See, this Christmas season I am making a concentrated effort for my focus - and my family's focus - to be celebrating Jesus. Daily. In big and small ways. And that has meant letting go of some things that are more about me and less about Him. Like numerous Pinterest projects and and over an top Advent calendar for the kids. Letting go of EVER folding a load of clothes as soon as they are done in the dryer. Deciding to decline invitations to every party, function or holiday themed kid event. And sometimes it has been hard. But other times - it has made me feel free. Free from obligation and expectation. Free from worry about making memories with my kids that are - in truth - more about feeling the need to fulfill some lofty and unrealistic standard of what it is that moms need to make Christmas about.
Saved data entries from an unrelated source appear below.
//! User-editable generation parameters.

/// Range and step of one slider
#[derive(Clone, Copy, Debug, PartialEq)]
pub struct SliderSpec<T> {
    pub min: T,
    pub max: T,
    pub step: T,
}

impl<T: PartialOrd + Copy> SliderSpec<T> {
    pub fn clamp(&self, value: T) -> T {
        if value < self.min {
            self.min
        } else if value > self.max {
            self.max
        } else {
            value
        }
    }

    pub fn contains(&self, value: T) -> bool {
        value >= self.min && value <= self.max
    }
}

pub const NUM_IMAGES: SliderSpec<u32> = SliderSpec { min: 1, max: 5, step: 1 };
pub const IMAGE_RESOLUTION: SliderSpec<u32> = SliderSpec { min: 256, max: 768, step: 128 };
pub const NUM_STEPS: SliderSpec<u32> = SliderSpec { min: 1, max: 100, step: 5 };
pub const SEED: SliderSpec<u32> = SliderSpec { min: 0, max: 84, step: 2 };
pub const GUIDANCE_SCALE: SliderSpec<f32> = SliderSpec { min: 0.1, max: 30.0, step: 0.1 };

/// Resolution the backend preprocesses the scribble at; not user editable
pub const PREPROCESS_RESOLUTION: u32 = 512;

#[derive(Clone, Debug, PartialEq)]
pub struct GenerationParams {
    pub prompt: String,
    pub additional_prompt: String,
    pub negative_prompt: String,
    pub num_images: u32,
    pub image_resolution: u32,
    pub num_steps: u32,
    pub guidance_scale: f32,
    pub seed: u32,
    /// Draw a fresh seed for every request instead of using `seed`
    pub random_seed: bool,
}

impl Default for GenerationParams {
    fn default() -> Self {
        Self {
            prompt: String::new(),
            additional_prompt: String::new(),
            negative_prompt: String::new(),
            num_images: 3,
            image_resolution: 512,
            num_steps: 25,
            guidance_scale: 15.0,
            seed: 42,
            random_seed: false,
        }
    }
}

impl GenerationParams {
    /// Pull every numeric field back into its slider range
    pub fn clamp_to_ranges(&mut self) {
        self.num_images = NUM_IMAGES.clamp(self.num_images);
        self.image_resolution = IMAGE_RESOLUTION.clamp(self.image_resolution);
        self.num_steps = NUM_STEPS.clamp(self.num_steps);
        self.seed = SEED.clamp(self.seed);
        self.guidance_scale = GUIDANCE_SCALE.clamp(self.guidance_scale);
    }

    /// Seed to send with the next request
    pub fn effective_seed(&self) -> u32 {
        if self.random_seed {
            let slots = (SEED.max - SEED.min) / SEED.step;
            SEED.min + fastrand::u32(0..=slots) * SEED.step
        } else {
            self.seed
        }
    }
}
So I aim daily to focus my heart and mind on anticipating the celebration of Christ's birth. To remind myself that Jesus humbled himself and came to earth as a baby for me - for all of us - to know Him, love Him and have True Life through Him. I aim to show my kids that celebrating Jesus doesn't just mean parties and presents and treats - but that it means to love deeply, give grace freely and to show unrelenting kindness on a daily basis. These goals mean more laying under the Christmas tree looking at the lights and being in the moment with my kids, and less time spent finding "perfect" presents. Less time thinking about all the fun projects on my Pinterest Holiday board and more time playing with our kids nativity set. We don't have it down. But we are taking one day, one choice at a time - and there is peace in that decision.
In light of these things, and the fact that I have had to "let go" of my traditional holiday card plan, I couldn't resist writing a Holiday note here on our little blog. To let you know that we love you and look forward to making many more memories this next year. And maybe, just maybe, I needed a little therapeutic writing about letting go of that holiday card.
Merry Christmas dear friends
Love,
The Jones Family


1 comment:
I love this post!! It's so easy to get caught up in the holiday season and forget what Christmas is really about. Thank you for being a real life example of trying to avoid the craziness!